Opposite to the summer dining room there is a low-rise opening in the wall of the labyrinth one can step out of into the patio. The patio is entirely enclosed by whitewashed walls and rocks, thus being sheltered from the wind, the floor of dark grey slate creates a great contrast to the dazzling white enclosure. Eye-catching are the olive trees that are planted in huge cup-shaped plant pots, hidden in the niches of the rocks there is the sculpture of a wash-basin and the torso of the statue of Ilissos by Phidias.
After crossing the patio one will find another door in the wall on the opposite side that opens to the swimming pool and pavilion. The phallus-shaped swimming pool was inspired by the gardens of the Alhambra, including a miniature lion fountain and water shoots. A little canal branches off the pool and ends in front of the Pirelli fountain and the lips sofa in garish pink. Between olive trees a Bibendum guards the scene. At the end of the swimming pool there is the pavilion in oriental style with an elephant skull, a polyester lion, and the beacon of the lighthouse at the Cap de Creus taken out of use.

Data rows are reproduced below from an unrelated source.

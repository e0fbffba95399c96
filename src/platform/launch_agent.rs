//! macOS LaunchAgent.
//!
//! Writes `~/Library/LaunchAgents/com.countdownapp.desktopcountdown.plist`
//! with `RunAtLoad`, which launchd picks up at the next login.

use std::fs;
use std::io::ErrorKind;
use std::path::{Path, PathBuf};

use super::{current_executable, Autostart};
use crate::error::AutostartError;

/// launchd job label.
pub const AGENT_LABEL: &str = "com.countdownapp.desktopcountdown";

#[derive(Debug, Clone)]
pub struct LaunchAgent {
    dir: PathBuf,
    executable: PathBuf,
}

impl LaunchAgent {
    pub fn new(dir: impl Into<PathBuf>, executable: impl Into<PathBuf>) -> Self {
        Self {
            dir: dir.into(),
            executable: executable.into(),
        }
    }

    pub fn for_current_user() -> Result<Self, AutostartError> {
        let dir = dirs::home_dir()
            .ok_or(AutostartError::NoHomeDir)?
            .join("Library")
            .join("LaunchAgents");
        Ok(Self::new(dir, current_executable()?))
    }

    pub fn plist_path(&self) -> PathBuf {
        self.dir.join(format!("{AGENT_LABEL}.plist"))
    }

    pub fn render(&self) -> String {
        format!(
            r#"<?xml version="1.0" encoding="UTF-8"?>
<!DOCTYPE plist PUBLIC "-//Apple//DTD PLIST 1.0//EN" "http://www.apple.com/DTDs/PropertyList-1.0.dtd">
<plist version="1.0">
<dict>
    <key>Label</key>
    <string>{AGENT_LABEL}</string>
    <key>ProgramArguments</key>
    <array>
        <string>{}</string>
    </array>
    <key>RunAtLoad</key>
    <true/>
</dict>
</plist>
"#,
            xml_escape(&self.executable)
        )
    }
}

impl Autostart for LaunchAgent {
    fn is_enabled(&self) -> Result<bool, AutostartError> {
        Ok(self.plist_path().is_file())
    }

    fn set_enabled(&self, enabled: bool) -> Result<(), AutostartError> {
        let path = self.plist_path();
        if enabled {
            fs::create_dir_all(&self.dir)?;
            fs::write(&path, self.render())?;
            tracing::info!(path = %path.display(), "launch agent written");
        } else {
            match fs::remove_file(&path) {
                Ok(()) => tracing::info!(path = %path.display(), "launch agent removed"),
                Err(e) if e.kind() == ErrorKind::NotFound => {}
                Err(e) => return Err(e.into()),
            }
        }
        Ok(())
    }
}

fn xml_escape(path: &Path) -> String {
    path.to_string_lossy()
        .replace('&', "&amp;")
        .replace('<', "&lt;")
        .replace('>', "&gt;")
}

#[cfg(test)]
mod tests {
    use super::*;

    #[test]
    fn enable_writes_plist_with_program_path() {
        let dir = tempfile::tempdir().unwrap();
        let agent = LaunchAgent::new(dir.path(), "/Applications/Count & Down.app/Contents/MacOS/app");
        agent.set_enabled(true).unwrap();

        let body = fs::read_to_string(agent.plist_path()).unwrap();
        assert!(body.contains("<string>/Applications/Count &amp; Down.app/Contents/MacOS/app</string>"));
        assert!(body.contains("<key>RunAtLoad</key>"));
        assert!(agent.is_enabled().unwrap());
    }

    #[test]
    fn disable_is_idempotent() {
        let dir = tempfile::tempdir().unwrap();
        let agent = LaunchAgent::new(dir.path(), "/usr/local/bin/app");
        agent.set_enabled(true).unwrap();
        agent.set_enabled(false).unwrap();
        agent.set_enabled(false).unwrap();
        assert!(!agent.is_enabled().unwrap());
    }
}
//! Overlay application state.
//!
//! Owns the single settings store, the countdown surface, the autostart
//! registrar and the settings panel, and reacts to dispatched events.

use std::time::Instant;

use chrono::{Local, NaiveDateTime};
use eframe::egui;

use crate::countdown::CountdownSurface;
use crate::events::EventPublisher;
use crate::handlers::EventHandler;
use crate::model::CountdownConfig;
use crate::platform::Autostart;
use crate::storage::SettingsStore;
use crate::ui::settings::{commit_config, SettingsPanel};

/// Local wall-clock time with second precision semantics.
pub fn local_now() -> NaiveDateTime {
    Local::now().naive_local()
}

pub struct OverlayState {
    store: SettingsStore,
    surface: CountdownSurface,
    autostart: Box<dyn Autostart>,
    publisher: EventPublisher,
    settings: Option<SettingsPanel>,
    monitor_size: Option<egui::Vec2>,
    quit_requested: bool,
}

impl OverlayState {
    /// Load the config from `store` and build the surface (auto-resuming
    /// when configured).
    pub fn new(
        store: SettingsStore,
        autostart: Box<dyn Autostart>,
        publisher: EventPublisher,
        wall: NaiveDateTime,
        mono: Instant,
    ) -> Self {
        let config = store.load_config(wall);
        tracing::info!(
            path = %store.path().display(),
            until = %config.target,
            auto_resume = config.auto_resume,
            "loaded settings"
        );
        match autostart.is_enabled() {
            Ok(registered) if registered != config.auto_start => tracing::warn!(
                registered,
                configured = config.auto_start,
                "autostart registration differs from settings"
            ),
            Ok(_) => {}
            Err(e) => tracing::debug!(error = %e, "cannot query autostart registration"),
        }

        let surface = CountdownSurface::new(config, wall, mono);
        Self {
            store,
            surface,
            autostart,
            publisher,
            settings: None,
            monitor_size: None,
            quit_requested: false,
        }
    }

    pub fn surface(&self) -> &CountdownSurface {
        &self.surface
    }

    pub fn surface_mut(&mut self) -> &mut CountdownSurface {
        &mut self.surface
    }

    pub fn store(&self) -> &SettingsStore {
        &self.store
    }

    pub fn settings(&self) -> Option<&SettingsPanel> {
        self.settings.as_ref()
    }

    pub fn quit_requested(&self) -> bool {
        self.quit_requested
    }

    /// Monitor size in points, used to center the settings panel.
    pub fn set_monitor_size(&mut self, size: Option<egui::Vec2>) {
        self.monitor_size = size;
    }

    /// Draw the settings viewport if it is open.
    pub fn show_settings(&mut self, ctx: &egui::Context) {
        if let Some(panel) = self.settings.as_mut() {
            panel.show(ctx);
        }
    }
}

impl EventHandler for OverlayState {
    fn open_settings(&mut self) {
        match self.settings.as_mut() {
            Some(panel) => panel.request_focus(),
            None => {
                tracing::debug!("opening settings panel");
                self.settings = Some(SettingsPanel::new(
                    self.surface.config(),
                    self.monitor_size,
                    self.publisher.clone(),
                ));
            }
        }
    }

    fn settings_closed(&mut self) {
        if self.settings.take().is_some() {
            tracing::debug!("settings panel closed");
        }
    }

    fn apply_config(&mut self, config: CountdownConfig) {
        let outcome = commit_config(
            config,
            &mut self.store,
            &mut self.surface,
            self.autostart.as_ref(),
            local_now(),
            Instant::now(),
        );
        tracing::debug!(state = ?self.surface.state(), "applied new configuration");
        if let Some(panel) = self.settings.as_mut() {
            panel.report_saved(&outcome);
        }
    }

    fn quit(&mut self) {
        tracing::info!("quit requested");
        self.quit_requested = true;
    }
}
//! macOS-specific implementation using the objc2 AppKit bindings.
//!
//! Autostart is file based and lives in `platform::launch_agent`.

pub mod work_area;
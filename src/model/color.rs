//! RGB triples stored as `"R,G,B"` text.

use std::fmt;
use std::str::FromStr;

use thiserror::Error;

/// Why an `"R,G,B"` string was rejected.
#[derive(Debug, Clone, PartialEq, Eq, Error)]
pub enum ParseRgbError {
    #[error("expected 3 components, found {0}")]
    ComponentCount(usize),

    #[error("'{0}' is not an integer")]
    NotAnInteger(String),

    #[error("{0} is outside 0-255")]
    OutOfRange(i64),
}

/// An opaque color with 8-bit channels.
#[derive(Debug, Clone, Copy, PartialEq, Eq, Hash)]
pub struct Rgb {
    pub r: u8,
    pub g: u8,
    pub b: u8,
}

impl Rgb {
    pub const fn new(r: u8, g: u8, b: u8) -> Self {
        Self { r, g, b }
    }

    pub const fn from_tuple(t: (u8, u8, u8)) -> Self {
        Self::new(t.0, t.1, t.2)
    }

    pub fn to_array(self) -> [u8; 3] {
        [self.r, self.g, self.b]
    }

    /// Composite with an alpha channel (unmultiplied).
    pub fn with_alpha(self, alpha: u8) -> eframe::egui::Color32 {
        eframe::egui::Color32::from_rgba_unmultiplied(self.r, self.g, self.b, alpha)
    }
}

impl From<[u8; 3]> for Rgb {
    fn from(c: [u8; 3]) -> Self {
        Self::new(c[0], c[1], c[2])
    }
}

impl fmt::Display for Rgb {
    fn fmt(&self, f: &mut fmt::Formatter<'_>) -> fmt::Result {
        write!(f, "{},{},{}", self.r, self.g, self.b)
    }
}

impl FromStr for Rgb {
    type Err = ParseRgbError;

    /// Parse exactly three comma-separated integers in [0, 255].
    /// Whitespace around each component is ignored.
    fn from_str(s: &str) -> Result<Self, Self::Err> {
        let parts: Vec<&str> = s.split(',').collect();
        if parts.len() != 3 {
            return Err(ParseRgbError::ComponentCount(parts.len()));
        }

        let mut channels = [0u8; 3];
        for (slot, part) in channels.iter_mut().zip(&parts) {
            let t = part.trim();
            let v: i64 = t
                .parse()
                .map_err(|_| ParseRgbError::NotAnInteger(t.to_string()))?;
            *slot = u8::try_from(v).map_err(|_| ParseRgbError::OutOfRange(v))?;
        }
        Ok(Self::from(channels))
    }
}
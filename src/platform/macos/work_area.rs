//! Main screen visible frame (screen minus menu bar and Dock).

use objc2::MainThreadMarker;
use objc2_app_kit::NSScreen;

use crate::countdown::ScreenRect;

/// Visible frame of the main screen in points, top-left origin.
///
/// Returns `None` off the main thread or without a screen.
pub fn main_screen_visible_frame() -> Option<ScreenRect> {
    let mtm = MainThreadMarker::new()?;
    let screen = NSScreen::mainScreen(mtm)?;
    let frame = screen.frame();
    let visible = screen.visibleFrame();

    // AppKit's origin is bottom-left; flip to top-left like winit.
    let top = frame.size.height - (visible.origin.y + visible.size.height);

    Some(ScreenRect::new(
        visible.origin.x as f32,
        top as f32,
        visible.size.width as f32,
        visible.size.height as f32,
    ))
}
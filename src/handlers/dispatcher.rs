//! Event dispatcher for handling application events.
//!
//! The dispatcher receives events from the event bus and executes
//! the corresponding actions. It's called once per overlay frame
//! and processes all pending events in batch.
//!
//! # Architecture
//!
//! ```text
//! EventBus::drain() → dispatch_events() → EventHandler methods
//! ```

use crate::events::{AppEvent, EventBus};
use crate::model::CountdownConfig;

/// Actions the dispatcher can trigger.
///
/// The overlay app implements this; tests use a recording mock.
pub trait EventHandler {
    /// Open the settings panel (or focus it if already open).
    fn open_settings(&mut self);

    /// Forget the settings panel after it closed.
    fn settings_closed(&mut self);

    /// Replace the live countdown configuration.
    fn apply_config(&mut self, config: CountdownConfig);

    /// Shut the application down.
    fn quit(&mut self);
}

/// Dispatch all pending events from the bus, oldest first.
///
/// Returns the number of events handled.
pub fn dispatch_events<H: EventHandler + ?Sized>(bus: &EventBus, handler: &mut H) -> usize {
    let events = bus.drain();
    let count = events.len();

    for event in events {
        dispatch_single_event(handler, event);
    }

    count
}

fn dispatch_single_event<H: EventHandler + ?Sized>(handler: &mut H, event: AppEvent) {
    tracing::debug!(event = event.description(), "dispatch");

    match event {
        AppEvent::OpenSettings => handler.open_settings(),
        AppEvent::SettingsClosed => handler.settings_closed(),
        AppEvent::ApplyConfig(config) => handler.apply_config(*config),
        AppEvent::RequestQuit => handler.quit(),
    }
}
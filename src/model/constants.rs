//! Configuration constants and default values.
//!
//! This module contains all application constants including visual defaults,
//! settings-file keys, validation limits and overlay geometry.

// === Application Identity ===

/// Organization half of the settings namespace.
pub const ORGANIZATION: &str = "CountdownApp";

/// Application half of the settings namespace.
pub const APPLICATION: &str = "DesktopCountdown";

/// Name used for the autostart registration.
pub const AUTOSTART_NAME: &str = "DesktopCountdown";

/// Overlay window title.
pub const WINDOW_TITLE: &str = "桌面倒计时";

/// Settings window title.
pub const SETTINGS_TITLE: &str = "Countdown Settings";

/// Icon file looked up at startup.
pub const ICON_FILE: &str = "logo.png";

/// Environment variable overriding the settings file path.
pub const CONFIG_PATH_ENV: &str = "DESK_COUNTDOWN_CONFIG";

/// Environment variable holding the log filter directive.
pub const LOG_FILTER_ENV: &str = "DESK_COUNTDOWN_LOG";

// === Settings Keys ===

/// Key for the text shown before the remaining time.
pub const PREF_DISPLAY_TEXT: &str = "display_text";

/// Key for the target date-time (ISO-8601, second precision).
pub const PREF_TARGET_TIME: &str = "target_time";

/// Key for background opacity (0-255).
pub const PREF_BG_OPACITY: &str = "bg_opacity";

/// Key for background color ("R,G,B").
pub const PREF_BG_COLOR: &str = "bg_color";

/// Key for text color ("R,G,B").
pub const PREF_TEXT_COLOR: &str = "text_color";

/// Key for font size in pixels.
pub const PREF_FONT_SIZE: &str = "font_size";

/// Key for screen alignment.
pub const PREF_ALIGNMENT: &str = "alignment";

/// Key for the wallpaper adaptation flag.
pub const PREF_AUTO_WALLPAPER: &str = "auto_wallpaper";

/// Key for the run-at-login flag.
pub const PREF_AUTO_START: &str = "auto_start";

/// Key for resuming the countdown at launch.
pub const PREF_AUTO_CONTINUE: &str = "auto_continue";

// === Defaults ===

/// Default display prefix.
pub const DEFAULT_DISPLAY_TEXT: &str = "目标时间还有: ";

/// Default target offset from "now" when nothing is stored, in seconds.
pub const DEFAULT_TARGET_OFFSET_SECS: i64 = 3600;

/// Default background color.
pub const DEFAULT_BG_COLOR: (u8, u8, u8) = (40, 40, 40);

/// Default text color.
pub const DEFAULT_TEXT_COLOR: (u8, u8, u8) = (255, 255, 255);

/// Default background opacity.
pub const DEFAULT_BG_OPACITY: u8 = 200;

/// Default font size in pixels.
pub const DEFAULT_FONT_SIZE: u32 = 42;

pub const DEFAULT_AUTO_START: bool = false;
pub const DEFAULT_AUTO_CONTINUE: bool = true;
pub const DEFAULT_AUTO_WALLPAPER: bool = false;

// === Validation Limits ===

/// Minimum font size in pixels.
pub const MIN_FONT_SIZE: u32 = 12;

/// Maximum font size in pixels.
pub const MAX_FONT_SIZE: u32 = 72;

// === Countdown Text ===

/// Seconds in one day; above this the display switches to whole days.
pub const SECS_PER_DAY: i64 = 86_400;

/// Suffix rendered once the target is reached.
pub const TIMES_UP_SUFFIX: &str = "时间到！";

/// Unit appended to the day count.
pub const DAYS_SUFFIX: &str = "天";

/// Time rendered while idle.
pub const IDLE_PLACEHOLDER: &str = "00:00:00";

/// Serialized form of the target time.
pub const TARGET_TIME_FORMAT: &str = "%Y-%m-%dT%H:%M:%S";

/// Display format of the target time in the settings panel.
pub const TARGET_DISPLAY_FORMAT: &str = "%Y-%m-%d %H:%M:%S";

// === Overlay Geometry ===

/// Space around the label inside the overlay, per side.
pub const OVERLAY_MARGIN: f32 = 25.0;

/// Horizontal room the overlay adds around the label (both margins).
pub const OVERLAY_WIDTH_EXTRA: f32 = 50.0;

/// Vertical gap between label and settings button.
pub const OVERLAY_SPACING: f32 = 15.0;

/// Narrowest overlay.
pub const MIN_WINDOW_WIDTH: f32 = 300.0;

/// Widest overlay.
pub const MAX_WINDOW_WIDTH: f32 = 800.0;

/// Overlay height, independent of content.
pub const WINDOW_HEIGHT: f32 = 200.0;

/// Inset from the screen edge for corner alignments.
pub const EDGE_INSET: f32 = 20.0;

/// Label padding, per side.
pub const LABEL_PADDING: f32 = 20.0;

/// Label corner radius.
pub const LABEL_CORNER_RADIUS: u8 = 15;

/// Settings button size.
pub const SETTINGS_BUTTON_SIZE: (f32, f32) = (100.0, 40.0);

/// Settings button fill (RGBA), idle and hovered.
pub const SETTINGS_BUTTON_FILL: (u8, u8, u8, u8) = (60, 60, 60, 150);
pub const SETTINGS_BUTTON_HOVER_FILL: (u8, u8, u8, u8) = (80, 80, 80, 150);

/// Minimum settings window size.
pub const SETTINGS_MIN_SIZE: (f32, f32) = (500.0, 500.0);

/// Initial settings window size.
pub const SETTINGS_SIZE: (f32, f32) = (520.0, 720.0);
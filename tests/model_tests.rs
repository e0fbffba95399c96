//! Tests for the configuration model: defaults, presets, alignment keys.

use chrono::{NaiveDate, NaiveDateTime, TimeDelta};
use desk_countdown::model::constants::*;
use desk_countdown::model::{Alignment, CountdownConfig, Rgb, ThemePreset};

fn noon() -> NaiveDateTime {
    NaiveDate::from_ymd_opt(2030, 1, 1)
        .and_then(|d| d.and_hms_opt(12, 0, 0))
        .unwrap()
}

// === Default Values Tests ===

#[test]
fn default_target_is_one_hour_ahead() {
    let cfg = CountdownConfig::default_at(noon());
    assert_eq!(cfg.target, noon() + TimeDelta::hours(1));
}

#[test]
fn default_theme_values() {
    let cfg = CountdownConfig::default_at(noon());
    assert_eq!(cfg.display_prefix, DEFAULT_DISPLAY_TEXT);
    assert_eq!(cfg.background, Rgb::new(40, 40, 40));
    assert_eq!(cfg.text_color, Rgb::new(255, 255, 255));
    assert_eq!(cfg.background_opacity, 200);
    assert_eq!(cfg.font_size, 42);
    assert_eq!(cfg.alignment, Alignment::Center);
}

#[test]
fn default_flags() {
    let cfg = CountdownConfig::default_at(noon());
    assert!(!cfg.auto_start);
    assert!(cfg.auto_resume);
    assert!(!cfg.adapt_to_wallpaper);
}

// === Validation ===

#[test]
fn validate_clamps_font_size() {
    let mut cfg = CountdownConfig::default_at(noon());
    cfg.font_size = 5;
    cfg.validate();
    assert_eq!(cfg.font_size, MIN_FONT_SIZE);

    cfg.font_size = 500;
    cfg.validate();
    assert_eq!(cfg.font_size, MAX_FONT_SIZE);
}

// === Presets ===

#[test]
fn dark_preset_leaves_other_fields() {
    let mut cfg = CountdownConfig::default_at(noon());
    cfg.background = Rgb::new(1, 2, 3);
    cfg.font_size = 20;
    cfg.display_prefix = "Deadline: ".into();
    cfg.alignment = Alignment::BottomRight;
    cfg.auto_start = true;

    cfg.apply_preset(ThemePreset::Dark);

    assert_eq!(cfg.background, Rgb::new(40, 40, 40));
    assert_eq!(cfg.text_color, Rgb::new(255, 255, 255));
    assert_eq!(cfg.font_size, 42);
    assert_eq!(cfg.background_opacity, 200);
    assert_eq!(cfg.display_prefix, "Deadline: ");
    assert_eq!(cfg.alignment, Alignment::BottomRight);
    assert!(cfg.auto_start);
}

#[test]
fn light_and_blue_presets() {
    let light = ThemePreset::Light.values();
    assert_eq!(light.background, Rgb::new(220, 220, 220));
    assert_eq!(light.text_color, Rgb::new(0, 0, 0));
    assert_eq!(light.background_opacity, 180);

    let blue = ThemePreset::Blue.values();
    assert_eq!(blue.background, Rgb::new(30, 80, 150));
    assert_eq!(blue.text_color, Rgb::new(255, 255, 255));
    assert_eq!(blue.background_opacity, 180);
}

// === Alignment keys ===

#[test]
fn alignment_keys_round_trip() {
    for a in Alignment::ALL {
        let parsed: Alignment = serde_json::from_value(serde_json::json!(a.as_key())).unwrap();
        assert_eq!(parsed, a);
    }
}

#[test]
fn unknown_alignment_key_is_rejected() {
    assert!(serde_json::from_value::<Alignment>(serde_json::json!("left")).is_err());
}

// === Fills ===

#[test]
fn background_fill_carries_opacity() {
    let cfg = CountdownConfig::default_at(noon());
    let fill = cfg.background_fill();
    assert_eq!(fill.a(), 200);
}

The visit at the Casa Museu Dali reveals Dali’s visions and obsessions like a condensed Surrealist painting and appears like a kaleidoscope of the 20th century, blending Classicism, Surrealism, Kitsch, high culture and folk art to a total work of art, embedded in a magnificent landscape. Dali has always been dedicated to protect the haven of his childhood with its untouched nature, it’s owed to him that Cadaqués escaped architectural eyesores. On The Weaning of Furniture Nutrition, painted in 1934, he has immortalized the fisherwoman Lidia. In a view from the rear she is sitting on the beach with her legs stretched out, in her fleshy back there is a window cut out which is propped up by a crutch and opens the view to the solitude of the calm bay. Today there are hundreds of yachts anchoring.